AIホスピタルの出口は、基幹病院からクリニックまでに利用可能なAIホスピタルパッケージの実用化や、AI医療機器の実用化、患者との対話と医療現場の負担軽減を両立するAIシステムの実装化などだ。社会実装に向けては、2021年にAIホスピタルプロジェクトに参画する企業を中心に「医療AIプラットフォーム技術研究組合」が発足。医療AIサービスをメニューとして一元的に提供するポータルシステムの開発などを進めている。小さなクリニックでも医療AIサービスが自由に使える時代がもうすぐ訪れようとしている。

「日本の医療はシステム的に疲弊していて、企業が新しい技術を開発しても医療現場にはなかなか届きません。ですから私は、AIホスピタルを推進するにあたって、企業・医療機関・医師会の連携および情報交換に最も留意しました」と中村氏。

「プログラムの大きな特徴は、日本医師会に協力頂いていることです。日本の医師の半数以上、17万人強が会員である日本医師会の協力がなければ実装は不可能です」。日本医師会はAI技術・機器の普及に向けてAIホスピタル推進センターを設置、「非常にエポックメイキング」と中村氏は言う。

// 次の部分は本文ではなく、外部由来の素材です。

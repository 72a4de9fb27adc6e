//! HTTP Error Types
//!
//! Maps application errors to status codes and JSON error bodies.

use crate::types::ErrorBody;
use axum::extract::multipart::MultipartError;
use axum::http::StatusCode;
use axum::response::{IntoResponse, Response};
use axum::Json;
use pdf2html_core::domain::DomainError;
use pdf2html_core::error::AppError;
use thiserror::Error;
use tracing::{info, warn};

/// Error returned by every handler
#[derive(Error, Debug)]
#[error(transparent)]
pub struct ApiError(#[from] AppError);

impl From<DomainError> for ApiError {
    fn from(err: DomainError) -> Self {
        ApiError(AppError::Domain(err))
    }
}

impl From<MultipartError> for ApiError {
    fn from(err: MultipartError) -> Self {
        ApiError(AppError::Validation(format!("Malformed upload: {}", err)))
    }
}

/// HTTP status for an application error
pub fn status_for(err: &AppError) -> StatusCode {
    match err {
        AppError::Domain(_) | AppError::Validation(_) => StatusCode::BAD_REQUEST,
        AppError::Timeout(_) => StatusCode::GATEWAY_TIMEOUT,
        AppError::ConversionFailed { .. }
        | AppError::OutputMissing
        | AppError::Io(_)
        | AppError::Config(_)
        | AppError::Internal(_) => StatusCode::INTERNAL_SERVER_ERROR,
    }
}

/// JSON body for an application error
pub fn body_for(err: AppError) -> ErrorBody {
    match err {
        AppError::Timeout(_) => ErrorBody::new("Conversion timeout"),
        AppError::ConversionFailed { details } => {
            ErrorBody::with_details("Conversion failed", details)
        }
        other => ErrorBody::new(other.to_string()),
    }
}

impl IntoResponse for ApiError {
    fn into_response(self) -> Response {
        let status = status_for(&self.0);

        if self.0.is_client_error() {
            info!(status = status.as_u16(), error = %self.0, "Request rejected");
        } else {
            warn!(status = status.as_u16(), error = %self.0, "Request failed");
        }

        (status, Json(body_for(self.0))).into_response()
    }
}

#[cfg(test)]
mod tests {
    use super::*;
    use std::time::Duration;

    #[test]
    fn test_status_mapping() {
        assert_eq!(
            status_for(&AppError::Validation("x".into())),
            StatusCode::BAD_REQUEST
        );
        assert_eq!(
            status_for(&AppError::Domain(DomainError::ValidationError("x".into()))),
            StatusCode::BAD_REQUEST
        );
        assert_eq!(
            status_for(&AppError::Timeout(Duration::from_secs(300))),
            StatusCode::GATEWAY_TIMEOUT
        );
        assert_eq!(
            status_for(&AppError::OutputMissing),
            StatusCode::INTERNAL_SERVER_ERROR
        );
        assert_eq!(
            status_for(&AppError::ConversionFailed {
                details: "x".into()
            }),
            StatusCode::INTERNAL_SERVER_ERROR
        );
    }

    #[test]
    fn test_error_bodies() {
        let body = serde_json::to_value(body_for(AppError::ConversionFailed {
            details: "Error: bad xref".into(),
        }))
        .unwrap();
        assert_eq!(
            body,
            serde_json::json!({"error": "Conversion failed", "details": "Error: bad xref"})
        );

        let body = serde_json::to_value(body_for(AppError::Domain(
            DomainError::ValidationError("File must be a PDF".into()),
        )))
        .unwrap();
        assert_eq!(body, serde_json::json!({"error": "File must be a PDF"}));

        let body = serde_json::to_value(body_for(AppError::OutputMissing)).unwrap();
        assert_eq!(body, serde_json::json!({"error": "Output file not generated"}));
    }
}
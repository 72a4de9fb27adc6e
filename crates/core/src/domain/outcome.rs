// Conversion Outcome
// Never persisted; consumed once by the request handler.

use std::fmt;

/// Classification of a failed conversion
#[derive(Debug, Clone, Copy, PartialEq, Eq)]
pub enum FailureKind {
    /// Converter exited with a non-zero status
    ProcessError,
    /// Converter exited zero but produced no output file
    MissingOutput,
    /// Converter exceeded its deadline and was killed
    Timeout,
    /// Filesystem or process plumbing failed
    IoError,
}

impl fmt::Display for FailureKind {
    fn fmt(&self, f: &mut fmt::Formatter<'_>) -> fmt::Result {
        match self {
            FailureKind::ProcessError => write!(f, "PROCESS_ERROR"),
            FailureKind::MissingOutput => write!(f, "MISSING_OUTPUT"),
            FailureKind::Timeout => write!(f, "TIMEOUT"),
            FailureKind::IoError => write!(f, "IO_ERROR"),
        }
    }
}

/// Failure detail attached to a [`ConversionOutcome::Failure`]
#[derive(Debug, Clone, PartialEq, Eq)]
pub struct ConversionFailure {
    pub kind: FailureKind,
    pub detail: String,
}

impl ConversionFailure {
    pub fn new(kind: FailureKind, detail: impl Into<String>) -> Self {
        Self {
            kind,
            detail: detail.into(),
        }
    }
}

/// Result of running the external converter once
#[derive(Debug, Clone, PartialEq, Eq)]
pub enum ConversionOutcome {
    Success(String),
    Failure(ConversionFailure),
}

impl ConversionOutcome {
    pub fn failure(kind: FailureKind, detail: impl Into<String>) -> Self {
        ConversionOutcome::Failure(ConversionFailure::new(kind, detail))
    }

    /// Kind label for logging (`SUCCESS` or the failure kind)
    pub fn label(&self) -> String {
        match self {
            ConversionOutcome::Success(_) => "SUCCESS".to_string(),
            ConversionOutcome::Failure(f) => f.kind.to_string(),
        }
    }
}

「AIホスピタルプロジェクトの目的は、高度で先端的な医療の提供と医療従事者の負担軽減を両立させること、そして、いつでもどこでも誰もが質の高い医療を受けられることです。医療機関と企業、医師会の協力のもと、『本当に使えるAIを』という考えでプログラムを進めてきました。5年前に私が考えていたよりも遥かに高い到達点に来ています」

なお内閣府は2023年度から実施予定の次期SIPの対象課題候補のひとつとして2022年5月に「統合型ヘルスケアシステムの構築」を選定している。本テーマでは、「医療データが作り出すサイバー空間」と「医療者と患者が診療・療養で経験する実体空間」が融合した「医療デジタルツインによる新しい医療スタイル」を構築し、いつでも、どこでも、だれでも、質の高い医療・ヘルスケアのサービスを利用できるシステムを実装することを目標に掲げており、2022年度にフィージビリティスタディが進められている。日本の医療のさらなる進化に向けた期待が集まる。